The Bricks I Laid: On Being Treated the Way I Allowed

 

The Bricks I Laid: On Being Treated the Way I Allowed

​My entire time here, I've felt as if I have had things held over my head. Not by one person, but by many.

​When it comes up, I'm genuinely shocked—appalled, really—because how do they not remember? How can they not grasp that I’m not used to living like this? Alone. Without family. Without my lifelong friends. Without just about everything I once knew?

​How can they forget that I don't know how to do this? I don't know how to be this poor. I was the person most people turned to for help. I had an open-door policy drilled into me since childhood, and I would rarely turn someone away. Anyone who walked through my door had to make a plate—there was always enough food for everyone.

​How don't they realize I forfeited my own utilities so I could clothe a child that wasn't even mine? Multiple times.

​How don't they know that when I'm finally done—pushed as far as I can be pushed—I won't look back?

​How do they not see that I'm smaller now, not as tall, with smaller hands, and shorter arms and legs? That I don't know how to swallow my pride? That asking for help is something I was once incapable of doing?

​That before this, I was never truly "alone" or "by myself"?

​That identifying different types of saws is not common sense to me, just as knowing a roux, a base, or binary code isn't common sense to them?

​That my life consisted of second and third shifts, that I excelled and succeeded best when the crisis hit (for reasons that still baffle me).
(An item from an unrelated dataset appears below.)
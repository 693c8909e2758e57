// Domain layer: models and ports. Adapters live under config/ and core/lookup.

pub mod model;
pub mod ports;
I've never had a hard time getting a job. I never had my utilities turned off (except for a mere day when identity theft truly made the world crash down).

​And then I remember—this, too, is my fault.

​The walls, the bricks so carefully placed not to fall, can’t even be deciphered by me, their creator. I also remember that my beliefs, my deep-seated values, are not everyone else's.

​And it is my fault that I am treated the way that I am. I allowed it.

​I put people on pedestals they may not have deserved, pedestals they certainly did not put me on. I sat on the sidelines, patiently waiting and allowing. I didn’t set boundaries until it was too late. I didn’t think of myself until it was too late.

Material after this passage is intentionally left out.